- _Work order_
Extract the full set of records, then give each one again exactly.
::::
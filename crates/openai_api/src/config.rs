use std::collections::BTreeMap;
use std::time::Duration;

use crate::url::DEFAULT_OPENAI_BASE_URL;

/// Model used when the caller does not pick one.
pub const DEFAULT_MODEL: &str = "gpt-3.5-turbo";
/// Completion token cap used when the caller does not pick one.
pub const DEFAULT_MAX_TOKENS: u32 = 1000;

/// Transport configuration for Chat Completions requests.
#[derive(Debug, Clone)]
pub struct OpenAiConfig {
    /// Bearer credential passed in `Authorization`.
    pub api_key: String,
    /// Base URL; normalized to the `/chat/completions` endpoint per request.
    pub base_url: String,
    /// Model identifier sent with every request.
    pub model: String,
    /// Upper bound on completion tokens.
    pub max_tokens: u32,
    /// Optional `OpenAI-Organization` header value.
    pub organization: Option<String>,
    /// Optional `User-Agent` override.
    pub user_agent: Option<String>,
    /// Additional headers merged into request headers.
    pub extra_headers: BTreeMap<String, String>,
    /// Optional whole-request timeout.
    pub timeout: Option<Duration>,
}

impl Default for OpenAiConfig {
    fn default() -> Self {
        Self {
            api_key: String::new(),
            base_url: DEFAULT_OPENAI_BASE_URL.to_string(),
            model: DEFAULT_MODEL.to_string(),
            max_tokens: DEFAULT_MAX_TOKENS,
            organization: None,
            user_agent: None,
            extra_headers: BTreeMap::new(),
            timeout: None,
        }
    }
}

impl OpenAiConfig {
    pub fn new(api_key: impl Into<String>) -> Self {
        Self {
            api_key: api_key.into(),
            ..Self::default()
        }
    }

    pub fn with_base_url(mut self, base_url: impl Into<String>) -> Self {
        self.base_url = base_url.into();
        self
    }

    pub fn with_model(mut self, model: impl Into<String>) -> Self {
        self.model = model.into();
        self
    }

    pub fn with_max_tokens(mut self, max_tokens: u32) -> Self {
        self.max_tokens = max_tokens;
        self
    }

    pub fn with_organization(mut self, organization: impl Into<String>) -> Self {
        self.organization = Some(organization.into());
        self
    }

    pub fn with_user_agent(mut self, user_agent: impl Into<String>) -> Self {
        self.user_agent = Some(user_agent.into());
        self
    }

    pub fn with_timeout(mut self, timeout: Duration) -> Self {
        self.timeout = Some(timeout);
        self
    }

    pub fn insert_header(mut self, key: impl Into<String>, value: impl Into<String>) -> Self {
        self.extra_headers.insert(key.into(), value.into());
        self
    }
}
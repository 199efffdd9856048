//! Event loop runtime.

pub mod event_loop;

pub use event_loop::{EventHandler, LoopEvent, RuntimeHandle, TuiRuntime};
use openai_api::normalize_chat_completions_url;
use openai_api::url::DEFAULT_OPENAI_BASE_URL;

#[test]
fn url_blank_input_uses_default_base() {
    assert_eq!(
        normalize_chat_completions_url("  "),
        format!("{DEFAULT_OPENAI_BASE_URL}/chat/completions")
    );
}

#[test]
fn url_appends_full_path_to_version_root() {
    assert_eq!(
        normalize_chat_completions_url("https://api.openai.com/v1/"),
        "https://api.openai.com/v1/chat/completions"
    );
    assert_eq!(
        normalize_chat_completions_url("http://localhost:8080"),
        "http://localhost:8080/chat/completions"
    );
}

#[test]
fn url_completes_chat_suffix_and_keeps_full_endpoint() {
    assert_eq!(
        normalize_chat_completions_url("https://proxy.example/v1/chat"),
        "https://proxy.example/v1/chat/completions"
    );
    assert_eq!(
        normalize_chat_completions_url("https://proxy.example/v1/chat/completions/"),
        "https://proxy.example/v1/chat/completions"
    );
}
::::
- _Answer below_
filename crates/openai_api/src/config.rs
use std::collections::BTreeMap;
use std::time::Duration;

use crate::url::DEFAULT_OPENAI_BASE_URL;

/// Model used when the caller does not pick one.
pub const DEFAULT_MODEL: &str = "gpt-3.5-turbo";
/// Completion token cap used when the caller does not pick one.
pub const DEFAULT_MAX_TOKENS: u32 = 1000;

/// Transport configuration for Chat Completions requests.
#[derive(Debug, Clone)]
pub struct OpenAiConfig {
    /// Bearer credential passed in `Authorization`.
    pub api_key: String,
    /// Base URL; normalized to the `/chat/completions` endpoint per request.
    pub base_url: String,
    /// Model identifier sent with every request.
    pub model: String,
    /// Upper bound on completion tokens.
    pub max_tokens: u32,
    /// Optional `OpenAI-Organization` header value.
    pub organization: Option<String>,
    /// Optional `User-Agent` override.
    pub user_agent: Option<String>,
    /// Additional headers merged into request headers.
    pub extra_headers: BTreeMap<String, String>,
    /// Optional whole-request timeout.
    pub timeout: Option<Duration>,
}

impl Default for OpenAiConfig {
    fn default() -> Self {
        Self {
            api_key: String::new(),
            base_url: DEFAULT_OPENAI_BASE_URL.to_string(),
            model: DEFAULT_MODEL.to_string(),
            max_tokens: DEFAULT_MAX_TOKENS,
            organization: None,
            user_agent: None,
            extra_headers: BTreeMap::new(),
            timeout: None,
        }
    }
}

impl OpenAiConfig {
    pub fn new(api_key: impl Into<String>) -> Self {
        Self {
            api_key: api_key.into(),
            ..Self::default()
        }
    }

    pub fn with_base_url(mut self, base_url: impl Into<String>) -> Self {
        self.base_url = base_url.into();
        self
    }

    pub fn with_model(mut self, model: impl Into<String>) -> Self {
        self.model = model.into();
        self
    }

    pub fn with_max_tokens(mut self, max_tokens: u32) -> Self {
        self.max_tokens = max_tokens;
        self
    }

    pub fn with_organization(mut self, organization: impl Into<String>) -> Self {
        self.organization = Some(organization.into());
        self
    }

    pub fn with_user_agent(mut self, user_agent: impl Into<String>) -> Self {
        self.user_agent = Some(user_agent.into());
        self
    }

    pub fn with_timeout(mut self, timeout: Duration) -> Self {
        self.timeout = Some(timeout);
        self
    }

    pub fn insert_header(mut self, key: impl Into<String>, value: impl Into<String>) -> Self {
        self.extra_headers.insert(key.into(), value.into());
        self
    }
}
repository 199efffdd9856048
//! Event loop runtime.

pub mod event_loop;

pub use event_loop::{EventHandler, LoopEvent, RuntimeHandle, TuiRuntime};
use openai_api::normalize_chat_completions_url;
use openai_api::url::DEFAULT_OPENAI_BASE_URL;

#[test]
fn url_blank_input_uses_default_base() {
    assert_eq!(
        normalize_chat_completions_url("  "),
        format!("{DEFAULT_OPENAI_BASE_URL}/chat/completions")
    );
}

#[test]
fn url_appends_full_path_to_version_root() {
    assert_eq!(
        normalize_chat_completions_url("https://api.openai.com/v1/"),
        "https://api.openai.com/v1/chat/completions"
    );
    assert_eq!(
        normalize_chat_completions_url("http://localhost:8080"),
        "http://localhost:8080/chat/completions"
    );
}

#[test]
fn url_completes_chat_suffix_and_keeps_full_endpoint() {
    assert_eq!(
        normalize_chat_completions_url("https://proxy.example/v1/chat"),
        "https://proxy.example/v1/chat/completions"
    );
    assert_eq!(
        normalize_chat_completions_url("https://proxy.example/v1/chat/completions/"),
        "https://proxy.example/v1/chat/completions"
    );
}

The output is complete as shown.